Die Kabinendecke wölbte sich nach innen und brach auf. In der dicken Eisschicht, die mittlerweile alles überzog, klaffte ein breiter Riss. Shukard sah die massige Seiltrommel verdreht und halb aus der Verankerung gerissen. Panisch blickte er in die Höhe, sah das Führungsseil unter Schnee und Eis verschwinden und mächtige Eiszapfen an der Trommel wachsen. Das lauter werdende Knacken ließ nichts Gutes erwarten.

Eine Umlenkrolle brach, die Kabine sackte durch. Es konnten höchstens einige wenige Meter Fallhöhe gewesen sein, ehe die nächste Sicherung griff und den Sturz abfing, doch der heftige Ruck löste einen der großen Eiszapfen.

Shukard Ziellos sah das Geschoss kommen. Es würde ihn aufspießen und auf der Stelle töten. Gurgelnd wich er zur Seite aus, da neigte sich der Fahrstuhl leicht und rammte dröhnend gegen die Gitterwand. Der Eisblock verfehlte ihn um Haaresbreite und zersprang in einem Hagel von Splittern. Shukard schrie vor Schmerz – in der nächsten Sekunde voll neuer Todesangst, weil ein scharfes metallisches Peitschen den Bruch des Halteseils verriet.

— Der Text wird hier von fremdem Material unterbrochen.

//! End-to-end message handling against an in-memory sheet.

use mitsumori::intake::{Intake, IntakeOutcome};
use mitsumori::layout::{TemplateRegistry, TEMPLATE_COMPARISON_LONG};
use mitsumori::planner::{CellPlanner, OverflowPolicy};
use mitsumori::sheets::{MemorySheet, SnapshotReader, WriteApplier};
use mitsumori::usage::UsageDecision;

fn intake() -> Intake {
    let registry = TemplateRegistry::builtin().expect("builtin registry should build");
    Intake::new(CellPlanner::new(registry, OverflowPolicy::Reject))
}

const ALLOWED: UsageDecision = UsageDecision::Allowed { remaining: None };

#[test]
fn test_successive_entries_fill_successive_rows() {
    let intake = intake();
    let mut sheet = MemorySheet::default();

    let snapshot = sheet
        .read_snapshot(TEMPLATE_COMPARISON_LONG)
        .expect("should read");
    let outcome = intake
        .handle_message(
            "商品名:マット\n単価:1000\n数量:3\nサイクル:週2",
            TEMPLATE_COMPARISON_LONG,
            &snapshot,
            &ALLOWED,
        )
        .expect("should handle");
    let IntakeOutcome::ProductRecorded { plan, reply } = outcome else {
        panic!("expected a product entry");
    };
    assert_eq!(plan.row, 19);
    assert!(reply.contains("料金: 3000円"));
    sheet.apply(&plan.writes).expect("should apply");

    // The second entry sees the applied first one and lands below it.
    let snapshot = sheet
        .read_snapshot(TEMPLATE_COMPARISON_LONG)
        .expect("should read");
    let outcome = intake
        .handle_message(
            "商品名:モップ\n単価:500\n数量:2",
            TEMPLATE_COMPARISON_LONG,
            &snapshot,
            &ALLOWED,
        )
        .expect("should handle");
    let IntakeOutcome::ProductRecorded { plan, .. } = outcome else {
        panic!("expected a product entry");
    };
    assert_eq!(plan.row, 20);
    sheet.apply(&plan.writes).expect("should apply");

    assert_eq!(sheet.value("A19"), Some("マット"));
    assert_eq!(sheet.value("A20"), Some("モップ"));
    assert_eq!(sheet.value("C20"), Some("500"));
}

#[test]
fn test_company_update_applies_to_header() {
    let intake = intake();
    let mut sheet = MemorySheet::default();
    let snapshot = sheet
        .read_snapshot(TEMPLATE_COMPARISON_LONG)
        .expect("should read");

    let outcome = intake
        .handle_message(
            "会社名:ABC株式会社\n日付:2024/01/15",
            TEMPLATE_COMPARISON_LONG,
            &snapshot,
            &ALLOWED,
        )
        .expect("should handle");
    let IntakeOutcome::CompanyUpdated { writes, reply } = outcome else {
        panic!("expected a company update");
    };
    assert!(reply.contains("会社情報を更新しました"));
    sheet.apply(&writes).expect("should apply");
    assert_eq!(sheet.value("A2"), Some("ABC株式会社"));
    assert_eq!(sheet.value("M2"), Some("2024/01/15"));
}

#[test]
fn test_company_update_clears_stale_padding() {
    let intake = intake();
    let mut sheet = MemorySheet::default();

    // A previous longer company name left a value in B2.
    let snapshot = sheet
        .read_snapshot(TEMPLATE_COMPARISON_LONG)
        .expect("should read");
    let outcome = intake
        .handle_message("社名:とても長い社名", TEMPLATE_COMPARISON_LONG, &snapshot, &ALLOWED)
        .expect("should handle");
    let IntakeOutcome::CompanyUpdated { writes, .. } = outcome else {
        panic!("expected a company update");
    };
    sheet.apply(&writes).expect("should apply");
    sheet
        .apply(&[mitsumori::planner::CellWrite::new("B2", "残骸")])
        .expect("should apply");

    let snapshot = sheet
        .read_snapshot(TEMPLATE_COMPARISON_LONG)
        .expect("should read");
    let outcome = intake
        .handle_message("社名:新社名", TEMPLATE_COMPARISON_LONG, &snapshot, &ALLOWED)
        .expect("should handle");
    let IntakeOutcome::CompanyUpdated { writes, .. } = outcome else {
        panic!("expected a company update");
    };
    sheet.apply(&writes).expect("should apply");
    assert_eq!(sheet.value("A2"), Some("新社名"));
    assert_eq!(sheet.value("B2"), None, "padding blanks clear stale cells");
}

#[test]
fn test_limit_reached_blocks_writes() {
    let intake = intake();
    let sheet = MemorySheet::default();
    let snapshot = sheet
        .read_snapshot(TEMPLATE_COMPARISON_LONG)
        .expect("should read");

    let outcome = intake
        .handle_message(
            "商品名:マット\n単価:1000\n数量:3",
            TEMPLATE_COMPARISON_LONG,
            &snapshot,
            &UsageDecision::LimitReached { limit: 10 },
        )
        .expect("should handle");
    let IntakeOutcome::UsageBlocked { reply } = outcome else {
        panic!("expected the gate to block");
    };
    assert!(reply.contains("月10件まで"));
}

#[test]
fn test_unrecognized_message_bypasses_the_gate() {
    let intake = intake();
    let sheet = MemorySheet::default();
    let snapshot = sheet
        .read_snapshot(TEMPLATE_COMPARISON_LONG)
        .expect("should read");

    // A chat greeting costs nothing even for a capped account.
    let outcome = intake
        .handle_message(
            "こんにちは",
            TEMPLATE_COMPARISON_LONG,
            &snapshot,
            &UsageDecision::LimitReached { limit: 10 },
        )
        .expect("should handle");
    let IntakeOutcome::Unrecognized { reply } = outcome else {
        panic!("expected the format help");
    };
    assert!(reply.contains("データの形式が正しくありません"));
    assert!(reply.contains("商品名:マット"));
}

#[test]
fn test_reply_omits_missing_optional_fields() {
    let intake = intake();
    let sheet = MemorySheet::default();
    let snapshot = sheet
        .read_snapshot(TEMPLATE_COMPARISON_LONG)
        .expect("should read");

    let outcome = intake
        .handle_message(
            "商品名:マット\n単価:1000\n数量:3",
            TEMPLATE_COMPARISON_LONG,
            &snapshot,
            &ALLOWED,
        )
        .expect("should handle");
    let IntakeOutcome::ProductRecorded { reply, .. } = outcome else {
        panic!("expected a product entry");
    };
    assert!(!reply.contains("サイクル"));
    assert!(!reply.contains("設置場所"));
}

Die Kabine stürzte ab. Dröhnend schrammte sie über die Schachtwand, prallte davon ab und schlug zurück zur gegenüberliegenden Seite. Das schrille Kreischen reißenden Metalls wurde ohrenbetäubend. Die Kabine platzte auf, ein Schwall von Schnee und Eis wirbelte herein. Shukard fühlte sich hochgehoben und gegen die Rückwand geworfen. Die Kälte brandete über ihn hinweg und begrub ihn unter sich. Schnee war plötzlich überall und drang ihm in Mund und Nase ein.

Die Kabine schlug auf, sprang wieder in die Höhe und überschlug sich. Shukard Ziellos wurde herumgewirbelt, aber er hatte nicht mehr die Kraft, den Aufprall abzufangen.